* _Task details_
Every line in the records below that holds the word "their" is to be copied.

* _Task data_
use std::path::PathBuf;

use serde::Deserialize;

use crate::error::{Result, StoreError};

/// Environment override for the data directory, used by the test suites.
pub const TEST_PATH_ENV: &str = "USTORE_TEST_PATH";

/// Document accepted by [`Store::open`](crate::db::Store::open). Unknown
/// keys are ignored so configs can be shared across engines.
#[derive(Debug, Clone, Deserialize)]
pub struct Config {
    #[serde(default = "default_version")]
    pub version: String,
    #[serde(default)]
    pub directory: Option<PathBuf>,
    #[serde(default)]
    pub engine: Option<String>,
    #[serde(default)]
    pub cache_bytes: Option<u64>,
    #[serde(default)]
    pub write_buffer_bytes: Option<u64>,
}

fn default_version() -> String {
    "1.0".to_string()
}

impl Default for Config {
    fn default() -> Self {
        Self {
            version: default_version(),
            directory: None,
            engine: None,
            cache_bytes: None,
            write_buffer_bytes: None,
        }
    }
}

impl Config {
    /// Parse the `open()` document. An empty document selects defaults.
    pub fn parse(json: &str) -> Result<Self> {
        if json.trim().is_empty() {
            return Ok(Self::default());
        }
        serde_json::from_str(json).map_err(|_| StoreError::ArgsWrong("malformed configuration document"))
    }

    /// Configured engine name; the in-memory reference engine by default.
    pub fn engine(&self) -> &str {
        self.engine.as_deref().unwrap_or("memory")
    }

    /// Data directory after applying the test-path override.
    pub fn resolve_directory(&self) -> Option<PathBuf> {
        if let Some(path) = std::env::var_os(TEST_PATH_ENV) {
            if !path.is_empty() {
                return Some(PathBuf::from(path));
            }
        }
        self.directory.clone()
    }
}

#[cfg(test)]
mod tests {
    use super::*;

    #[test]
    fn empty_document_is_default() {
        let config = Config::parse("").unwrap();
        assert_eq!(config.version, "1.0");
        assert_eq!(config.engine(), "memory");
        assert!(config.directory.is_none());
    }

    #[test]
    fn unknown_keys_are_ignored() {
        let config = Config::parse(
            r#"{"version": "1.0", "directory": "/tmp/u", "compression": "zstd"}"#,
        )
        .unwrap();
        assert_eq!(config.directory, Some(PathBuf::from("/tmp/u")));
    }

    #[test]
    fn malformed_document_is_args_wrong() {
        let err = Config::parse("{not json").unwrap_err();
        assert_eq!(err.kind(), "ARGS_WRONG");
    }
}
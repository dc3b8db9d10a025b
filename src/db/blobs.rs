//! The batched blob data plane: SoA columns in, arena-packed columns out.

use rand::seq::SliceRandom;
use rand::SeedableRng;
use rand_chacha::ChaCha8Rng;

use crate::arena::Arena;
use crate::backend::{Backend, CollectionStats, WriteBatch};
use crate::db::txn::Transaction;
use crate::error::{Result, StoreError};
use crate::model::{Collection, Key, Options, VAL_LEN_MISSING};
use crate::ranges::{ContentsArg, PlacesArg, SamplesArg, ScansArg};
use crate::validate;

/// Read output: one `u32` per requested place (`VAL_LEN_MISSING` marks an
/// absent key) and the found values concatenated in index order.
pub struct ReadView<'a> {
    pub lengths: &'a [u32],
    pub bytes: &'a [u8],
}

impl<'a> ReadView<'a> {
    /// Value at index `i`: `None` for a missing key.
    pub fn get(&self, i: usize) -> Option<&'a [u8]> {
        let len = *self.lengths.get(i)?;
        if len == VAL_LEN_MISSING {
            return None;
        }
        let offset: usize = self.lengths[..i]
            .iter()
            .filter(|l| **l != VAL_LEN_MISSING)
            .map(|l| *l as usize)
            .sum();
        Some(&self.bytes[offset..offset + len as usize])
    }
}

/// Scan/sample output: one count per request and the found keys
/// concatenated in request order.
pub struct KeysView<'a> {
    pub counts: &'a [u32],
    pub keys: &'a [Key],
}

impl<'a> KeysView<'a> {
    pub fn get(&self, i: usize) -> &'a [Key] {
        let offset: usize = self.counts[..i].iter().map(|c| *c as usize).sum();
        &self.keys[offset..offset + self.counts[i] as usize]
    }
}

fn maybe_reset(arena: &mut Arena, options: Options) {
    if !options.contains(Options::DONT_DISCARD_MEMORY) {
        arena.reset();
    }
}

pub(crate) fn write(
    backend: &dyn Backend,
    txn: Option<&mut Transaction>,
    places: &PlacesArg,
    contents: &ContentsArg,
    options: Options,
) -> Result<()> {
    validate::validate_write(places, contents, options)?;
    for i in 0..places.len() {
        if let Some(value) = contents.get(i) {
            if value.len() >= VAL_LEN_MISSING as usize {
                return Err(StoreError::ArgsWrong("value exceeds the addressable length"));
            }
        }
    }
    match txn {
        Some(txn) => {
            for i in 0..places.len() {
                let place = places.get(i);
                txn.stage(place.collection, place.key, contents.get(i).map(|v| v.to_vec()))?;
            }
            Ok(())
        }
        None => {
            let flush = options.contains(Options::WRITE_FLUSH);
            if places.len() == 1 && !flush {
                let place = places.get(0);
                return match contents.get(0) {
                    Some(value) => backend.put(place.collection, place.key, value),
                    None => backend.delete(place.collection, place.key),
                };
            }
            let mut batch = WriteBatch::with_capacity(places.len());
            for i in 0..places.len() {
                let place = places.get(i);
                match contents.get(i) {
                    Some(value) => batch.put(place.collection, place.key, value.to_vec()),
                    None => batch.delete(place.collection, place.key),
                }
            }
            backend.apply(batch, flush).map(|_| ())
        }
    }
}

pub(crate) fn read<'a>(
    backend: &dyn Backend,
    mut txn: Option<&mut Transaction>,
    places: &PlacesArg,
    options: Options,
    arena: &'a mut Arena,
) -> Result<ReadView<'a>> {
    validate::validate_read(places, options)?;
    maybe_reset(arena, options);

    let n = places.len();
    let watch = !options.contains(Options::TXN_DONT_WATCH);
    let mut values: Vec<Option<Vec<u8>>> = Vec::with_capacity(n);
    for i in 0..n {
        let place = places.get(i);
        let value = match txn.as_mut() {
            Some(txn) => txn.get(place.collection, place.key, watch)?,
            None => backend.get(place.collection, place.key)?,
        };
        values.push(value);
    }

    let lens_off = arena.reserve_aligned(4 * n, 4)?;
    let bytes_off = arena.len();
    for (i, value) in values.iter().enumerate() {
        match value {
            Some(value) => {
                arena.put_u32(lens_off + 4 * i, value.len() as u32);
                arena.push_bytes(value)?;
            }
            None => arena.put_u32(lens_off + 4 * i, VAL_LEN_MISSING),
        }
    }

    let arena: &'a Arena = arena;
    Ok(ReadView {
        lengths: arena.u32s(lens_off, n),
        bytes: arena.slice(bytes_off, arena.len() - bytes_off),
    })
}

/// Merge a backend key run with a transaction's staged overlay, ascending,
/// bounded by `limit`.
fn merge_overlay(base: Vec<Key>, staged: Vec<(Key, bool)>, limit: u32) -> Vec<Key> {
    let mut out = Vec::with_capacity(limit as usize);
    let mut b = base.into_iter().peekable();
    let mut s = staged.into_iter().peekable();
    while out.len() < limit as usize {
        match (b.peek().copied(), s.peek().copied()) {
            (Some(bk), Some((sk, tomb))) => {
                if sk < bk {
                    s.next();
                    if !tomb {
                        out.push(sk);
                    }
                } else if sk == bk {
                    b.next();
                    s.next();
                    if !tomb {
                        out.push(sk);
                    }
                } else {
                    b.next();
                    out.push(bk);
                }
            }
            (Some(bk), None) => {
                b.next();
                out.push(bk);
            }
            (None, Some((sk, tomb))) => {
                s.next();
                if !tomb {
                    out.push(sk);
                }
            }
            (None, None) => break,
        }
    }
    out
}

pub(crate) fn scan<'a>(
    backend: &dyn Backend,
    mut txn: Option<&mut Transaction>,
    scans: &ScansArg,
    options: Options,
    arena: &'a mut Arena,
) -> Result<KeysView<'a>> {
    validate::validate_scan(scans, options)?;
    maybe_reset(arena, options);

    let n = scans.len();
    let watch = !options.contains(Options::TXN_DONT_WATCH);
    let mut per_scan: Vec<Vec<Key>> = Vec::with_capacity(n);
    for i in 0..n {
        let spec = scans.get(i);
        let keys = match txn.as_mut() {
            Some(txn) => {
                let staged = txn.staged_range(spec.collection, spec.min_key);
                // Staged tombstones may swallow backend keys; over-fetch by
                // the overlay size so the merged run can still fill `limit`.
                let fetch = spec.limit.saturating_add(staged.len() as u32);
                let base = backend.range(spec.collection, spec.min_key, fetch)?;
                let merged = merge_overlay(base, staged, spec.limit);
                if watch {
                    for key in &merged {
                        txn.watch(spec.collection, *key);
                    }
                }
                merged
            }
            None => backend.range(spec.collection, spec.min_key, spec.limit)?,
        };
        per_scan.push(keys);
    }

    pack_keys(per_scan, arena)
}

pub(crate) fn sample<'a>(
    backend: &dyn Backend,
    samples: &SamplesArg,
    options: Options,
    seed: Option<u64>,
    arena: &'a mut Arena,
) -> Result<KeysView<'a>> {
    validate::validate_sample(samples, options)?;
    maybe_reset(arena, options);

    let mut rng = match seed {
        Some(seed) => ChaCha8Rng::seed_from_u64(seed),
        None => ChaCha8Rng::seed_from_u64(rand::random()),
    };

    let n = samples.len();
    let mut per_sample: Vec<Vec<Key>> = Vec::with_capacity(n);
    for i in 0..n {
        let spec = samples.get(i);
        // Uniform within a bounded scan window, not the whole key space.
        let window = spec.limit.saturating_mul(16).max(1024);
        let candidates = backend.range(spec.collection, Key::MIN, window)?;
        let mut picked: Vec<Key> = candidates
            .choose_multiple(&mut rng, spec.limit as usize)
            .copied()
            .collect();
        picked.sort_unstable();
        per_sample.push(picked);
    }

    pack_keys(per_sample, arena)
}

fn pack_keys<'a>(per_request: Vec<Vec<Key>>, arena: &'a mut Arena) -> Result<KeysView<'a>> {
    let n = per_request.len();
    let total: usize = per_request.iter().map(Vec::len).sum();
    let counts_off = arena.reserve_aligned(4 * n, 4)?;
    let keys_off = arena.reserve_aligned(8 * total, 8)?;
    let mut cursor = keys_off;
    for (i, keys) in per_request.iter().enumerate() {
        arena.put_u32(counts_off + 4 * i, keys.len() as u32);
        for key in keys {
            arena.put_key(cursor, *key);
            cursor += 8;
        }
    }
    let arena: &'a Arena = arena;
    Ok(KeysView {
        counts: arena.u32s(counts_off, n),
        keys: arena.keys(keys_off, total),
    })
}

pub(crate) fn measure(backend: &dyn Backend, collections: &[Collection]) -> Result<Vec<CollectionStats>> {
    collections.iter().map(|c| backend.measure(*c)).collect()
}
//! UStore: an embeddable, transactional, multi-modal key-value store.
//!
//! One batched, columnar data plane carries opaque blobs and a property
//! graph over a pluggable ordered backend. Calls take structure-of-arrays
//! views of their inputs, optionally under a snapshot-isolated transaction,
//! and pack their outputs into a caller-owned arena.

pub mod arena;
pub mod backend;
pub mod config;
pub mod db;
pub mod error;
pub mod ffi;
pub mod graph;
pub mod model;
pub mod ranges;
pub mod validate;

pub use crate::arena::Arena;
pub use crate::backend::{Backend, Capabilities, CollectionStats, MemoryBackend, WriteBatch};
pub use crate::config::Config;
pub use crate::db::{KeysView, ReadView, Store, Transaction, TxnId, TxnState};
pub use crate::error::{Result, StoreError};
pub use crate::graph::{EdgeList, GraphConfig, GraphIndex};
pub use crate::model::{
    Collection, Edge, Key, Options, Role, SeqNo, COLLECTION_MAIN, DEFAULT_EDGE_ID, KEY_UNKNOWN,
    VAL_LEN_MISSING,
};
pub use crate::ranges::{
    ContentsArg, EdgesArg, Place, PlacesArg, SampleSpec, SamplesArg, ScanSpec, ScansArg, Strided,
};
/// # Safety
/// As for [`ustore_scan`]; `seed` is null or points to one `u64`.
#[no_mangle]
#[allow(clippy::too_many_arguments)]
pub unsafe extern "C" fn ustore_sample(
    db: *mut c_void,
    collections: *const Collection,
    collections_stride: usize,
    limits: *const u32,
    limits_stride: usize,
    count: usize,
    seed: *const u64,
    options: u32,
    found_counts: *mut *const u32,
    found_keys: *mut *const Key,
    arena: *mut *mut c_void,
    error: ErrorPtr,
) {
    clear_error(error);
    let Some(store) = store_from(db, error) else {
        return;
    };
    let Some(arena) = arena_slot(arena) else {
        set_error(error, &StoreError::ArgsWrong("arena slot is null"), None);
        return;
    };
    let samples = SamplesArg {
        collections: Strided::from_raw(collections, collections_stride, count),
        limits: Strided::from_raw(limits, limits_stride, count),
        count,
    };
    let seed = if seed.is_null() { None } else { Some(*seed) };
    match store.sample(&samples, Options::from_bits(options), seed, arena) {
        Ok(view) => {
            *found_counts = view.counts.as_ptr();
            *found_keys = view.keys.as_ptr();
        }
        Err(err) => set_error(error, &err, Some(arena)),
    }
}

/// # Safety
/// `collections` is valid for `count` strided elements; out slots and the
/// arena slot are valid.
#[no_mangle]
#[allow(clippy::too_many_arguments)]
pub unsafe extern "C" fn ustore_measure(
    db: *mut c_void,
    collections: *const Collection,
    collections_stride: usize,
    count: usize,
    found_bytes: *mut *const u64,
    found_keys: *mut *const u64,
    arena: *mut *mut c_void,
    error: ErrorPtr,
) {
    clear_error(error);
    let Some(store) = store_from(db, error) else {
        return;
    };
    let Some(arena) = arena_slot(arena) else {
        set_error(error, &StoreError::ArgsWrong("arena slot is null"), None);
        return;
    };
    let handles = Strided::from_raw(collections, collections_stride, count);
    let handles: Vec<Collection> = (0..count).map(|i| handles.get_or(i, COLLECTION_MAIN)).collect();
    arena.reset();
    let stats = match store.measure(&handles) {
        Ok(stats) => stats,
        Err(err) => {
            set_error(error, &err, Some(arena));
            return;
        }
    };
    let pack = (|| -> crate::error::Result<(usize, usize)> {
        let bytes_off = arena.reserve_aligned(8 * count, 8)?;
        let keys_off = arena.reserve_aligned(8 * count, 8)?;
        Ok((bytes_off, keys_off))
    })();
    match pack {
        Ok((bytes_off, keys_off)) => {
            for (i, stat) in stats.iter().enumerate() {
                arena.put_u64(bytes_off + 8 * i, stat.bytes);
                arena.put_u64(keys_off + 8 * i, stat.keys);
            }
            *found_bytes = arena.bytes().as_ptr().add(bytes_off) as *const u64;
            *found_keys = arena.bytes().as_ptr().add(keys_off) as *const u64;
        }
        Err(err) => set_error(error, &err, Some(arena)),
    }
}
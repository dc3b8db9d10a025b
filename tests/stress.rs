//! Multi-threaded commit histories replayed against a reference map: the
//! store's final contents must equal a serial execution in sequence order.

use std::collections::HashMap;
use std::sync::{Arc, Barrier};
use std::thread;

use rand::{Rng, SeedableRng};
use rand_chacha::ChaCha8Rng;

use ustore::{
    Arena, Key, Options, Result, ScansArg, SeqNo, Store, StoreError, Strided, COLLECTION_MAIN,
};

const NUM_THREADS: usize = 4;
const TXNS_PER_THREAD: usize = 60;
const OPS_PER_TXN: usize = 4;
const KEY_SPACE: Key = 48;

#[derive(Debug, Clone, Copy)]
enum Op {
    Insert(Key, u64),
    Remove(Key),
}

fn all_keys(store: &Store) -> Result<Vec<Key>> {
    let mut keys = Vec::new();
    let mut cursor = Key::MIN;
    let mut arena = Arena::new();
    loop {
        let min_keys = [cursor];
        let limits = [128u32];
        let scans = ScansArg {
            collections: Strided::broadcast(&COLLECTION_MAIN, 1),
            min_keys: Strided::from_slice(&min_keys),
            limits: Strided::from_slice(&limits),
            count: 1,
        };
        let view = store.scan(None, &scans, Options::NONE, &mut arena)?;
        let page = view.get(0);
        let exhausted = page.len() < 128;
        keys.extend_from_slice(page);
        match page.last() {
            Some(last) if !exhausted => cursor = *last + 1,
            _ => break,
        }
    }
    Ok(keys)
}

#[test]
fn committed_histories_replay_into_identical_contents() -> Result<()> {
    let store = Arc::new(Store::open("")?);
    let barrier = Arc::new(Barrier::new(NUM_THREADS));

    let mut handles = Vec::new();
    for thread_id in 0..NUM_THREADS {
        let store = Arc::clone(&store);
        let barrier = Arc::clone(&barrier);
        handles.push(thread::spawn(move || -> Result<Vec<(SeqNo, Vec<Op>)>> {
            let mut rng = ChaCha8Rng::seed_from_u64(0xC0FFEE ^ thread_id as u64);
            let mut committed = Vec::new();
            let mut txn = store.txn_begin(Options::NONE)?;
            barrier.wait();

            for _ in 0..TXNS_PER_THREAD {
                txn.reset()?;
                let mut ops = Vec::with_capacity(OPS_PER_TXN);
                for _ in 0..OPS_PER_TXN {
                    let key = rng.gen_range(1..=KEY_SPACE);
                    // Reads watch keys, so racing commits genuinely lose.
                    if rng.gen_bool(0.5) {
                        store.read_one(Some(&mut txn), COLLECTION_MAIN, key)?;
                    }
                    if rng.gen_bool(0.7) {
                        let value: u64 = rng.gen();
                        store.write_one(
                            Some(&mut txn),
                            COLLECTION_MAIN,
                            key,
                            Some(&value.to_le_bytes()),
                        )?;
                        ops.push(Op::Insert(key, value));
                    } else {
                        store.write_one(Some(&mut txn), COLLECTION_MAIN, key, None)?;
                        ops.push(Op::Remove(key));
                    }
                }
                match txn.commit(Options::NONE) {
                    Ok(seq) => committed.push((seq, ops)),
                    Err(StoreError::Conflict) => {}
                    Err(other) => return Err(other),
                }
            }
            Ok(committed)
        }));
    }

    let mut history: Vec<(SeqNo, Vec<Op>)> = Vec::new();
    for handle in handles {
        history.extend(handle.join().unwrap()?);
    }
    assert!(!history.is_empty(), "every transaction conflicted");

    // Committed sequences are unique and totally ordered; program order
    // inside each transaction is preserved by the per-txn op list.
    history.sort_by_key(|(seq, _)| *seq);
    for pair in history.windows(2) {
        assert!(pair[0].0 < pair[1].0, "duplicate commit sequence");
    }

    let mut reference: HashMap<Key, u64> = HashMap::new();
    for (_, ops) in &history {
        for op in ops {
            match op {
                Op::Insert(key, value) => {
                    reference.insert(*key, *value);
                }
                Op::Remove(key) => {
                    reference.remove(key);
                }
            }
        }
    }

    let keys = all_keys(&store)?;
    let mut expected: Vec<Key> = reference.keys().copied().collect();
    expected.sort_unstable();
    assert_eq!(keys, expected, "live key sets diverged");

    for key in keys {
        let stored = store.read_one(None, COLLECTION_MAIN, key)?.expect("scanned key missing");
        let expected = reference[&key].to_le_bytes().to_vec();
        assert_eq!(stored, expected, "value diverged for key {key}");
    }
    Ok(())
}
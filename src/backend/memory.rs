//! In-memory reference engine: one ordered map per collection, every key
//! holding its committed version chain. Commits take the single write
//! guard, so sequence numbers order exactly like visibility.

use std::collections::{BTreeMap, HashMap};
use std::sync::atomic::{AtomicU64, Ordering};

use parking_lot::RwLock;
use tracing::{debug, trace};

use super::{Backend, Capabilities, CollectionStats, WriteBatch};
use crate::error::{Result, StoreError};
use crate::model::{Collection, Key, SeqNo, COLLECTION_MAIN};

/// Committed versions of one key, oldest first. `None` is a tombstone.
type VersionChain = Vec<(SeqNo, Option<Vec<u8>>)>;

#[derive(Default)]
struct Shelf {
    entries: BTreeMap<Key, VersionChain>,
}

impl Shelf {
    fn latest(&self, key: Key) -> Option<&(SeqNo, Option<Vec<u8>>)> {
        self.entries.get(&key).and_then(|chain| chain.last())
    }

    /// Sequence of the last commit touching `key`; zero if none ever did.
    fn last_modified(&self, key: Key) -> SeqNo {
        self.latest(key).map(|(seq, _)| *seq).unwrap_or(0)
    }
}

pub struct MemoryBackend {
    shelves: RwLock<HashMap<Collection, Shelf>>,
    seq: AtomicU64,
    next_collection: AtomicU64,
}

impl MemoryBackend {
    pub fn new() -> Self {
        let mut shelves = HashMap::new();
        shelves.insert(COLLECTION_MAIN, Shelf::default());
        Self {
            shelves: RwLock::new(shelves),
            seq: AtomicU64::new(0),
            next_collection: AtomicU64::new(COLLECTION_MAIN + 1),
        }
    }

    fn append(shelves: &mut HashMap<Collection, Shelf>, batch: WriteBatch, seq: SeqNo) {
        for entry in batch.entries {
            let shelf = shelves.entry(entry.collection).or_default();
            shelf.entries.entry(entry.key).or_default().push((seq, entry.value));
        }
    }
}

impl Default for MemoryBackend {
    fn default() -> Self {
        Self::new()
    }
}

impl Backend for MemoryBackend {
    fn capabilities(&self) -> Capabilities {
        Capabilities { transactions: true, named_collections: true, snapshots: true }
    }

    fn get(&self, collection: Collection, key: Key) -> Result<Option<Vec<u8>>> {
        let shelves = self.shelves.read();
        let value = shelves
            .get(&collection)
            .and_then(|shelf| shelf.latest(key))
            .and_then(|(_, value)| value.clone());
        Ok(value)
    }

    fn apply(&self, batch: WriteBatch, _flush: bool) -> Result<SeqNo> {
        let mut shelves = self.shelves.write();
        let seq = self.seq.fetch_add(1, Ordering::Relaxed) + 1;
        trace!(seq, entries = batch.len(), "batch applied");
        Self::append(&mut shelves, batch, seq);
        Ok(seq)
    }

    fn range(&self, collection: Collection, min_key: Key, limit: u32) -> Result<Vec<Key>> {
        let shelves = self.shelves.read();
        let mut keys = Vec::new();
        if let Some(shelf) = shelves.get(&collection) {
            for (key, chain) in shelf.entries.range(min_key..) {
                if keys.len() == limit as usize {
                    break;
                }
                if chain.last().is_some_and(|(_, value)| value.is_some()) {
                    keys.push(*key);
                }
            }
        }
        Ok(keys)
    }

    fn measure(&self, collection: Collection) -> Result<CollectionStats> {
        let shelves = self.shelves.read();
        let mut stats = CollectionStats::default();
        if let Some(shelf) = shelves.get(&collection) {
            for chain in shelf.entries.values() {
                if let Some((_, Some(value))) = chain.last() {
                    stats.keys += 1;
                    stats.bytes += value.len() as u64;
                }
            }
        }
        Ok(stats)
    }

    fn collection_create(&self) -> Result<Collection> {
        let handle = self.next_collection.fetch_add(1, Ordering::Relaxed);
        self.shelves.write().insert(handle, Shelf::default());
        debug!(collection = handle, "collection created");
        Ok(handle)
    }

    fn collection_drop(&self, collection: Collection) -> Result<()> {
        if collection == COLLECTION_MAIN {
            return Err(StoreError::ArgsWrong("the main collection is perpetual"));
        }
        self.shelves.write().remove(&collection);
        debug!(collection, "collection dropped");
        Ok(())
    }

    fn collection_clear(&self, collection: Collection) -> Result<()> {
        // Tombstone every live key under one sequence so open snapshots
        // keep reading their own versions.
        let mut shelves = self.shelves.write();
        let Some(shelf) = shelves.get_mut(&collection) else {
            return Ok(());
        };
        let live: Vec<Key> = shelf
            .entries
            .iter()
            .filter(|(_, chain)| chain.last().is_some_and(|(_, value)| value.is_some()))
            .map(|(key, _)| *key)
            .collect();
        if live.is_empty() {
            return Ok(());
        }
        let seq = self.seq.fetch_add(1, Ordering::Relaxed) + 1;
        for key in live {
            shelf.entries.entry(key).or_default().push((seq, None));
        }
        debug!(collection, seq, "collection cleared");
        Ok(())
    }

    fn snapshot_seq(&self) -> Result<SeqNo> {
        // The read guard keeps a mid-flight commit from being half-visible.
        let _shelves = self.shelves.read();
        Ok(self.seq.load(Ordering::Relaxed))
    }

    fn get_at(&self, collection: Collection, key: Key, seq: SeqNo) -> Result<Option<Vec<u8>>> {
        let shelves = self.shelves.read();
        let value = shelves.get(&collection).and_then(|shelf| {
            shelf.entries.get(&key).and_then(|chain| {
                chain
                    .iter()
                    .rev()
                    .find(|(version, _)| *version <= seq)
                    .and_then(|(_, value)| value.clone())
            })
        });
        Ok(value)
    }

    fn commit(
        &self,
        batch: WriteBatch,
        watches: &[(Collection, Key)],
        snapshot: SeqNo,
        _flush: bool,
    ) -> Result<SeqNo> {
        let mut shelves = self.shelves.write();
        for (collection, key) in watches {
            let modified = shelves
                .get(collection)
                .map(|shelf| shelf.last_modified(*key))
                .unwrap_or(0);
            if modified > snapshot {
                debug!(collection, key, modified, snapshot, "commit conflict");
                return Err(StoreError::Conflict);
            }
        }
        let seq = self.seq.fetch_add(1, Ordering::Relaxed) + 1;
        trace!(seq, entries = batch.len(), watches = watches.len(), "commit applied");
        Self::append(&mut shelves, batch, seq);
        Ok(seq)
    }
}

* _Solution to this problem_
//! views of their inputs, optionally under a snapshot-isolated transaction,
//! and pack their outputs into a caller-owned arena.
        // keep reading their own versions.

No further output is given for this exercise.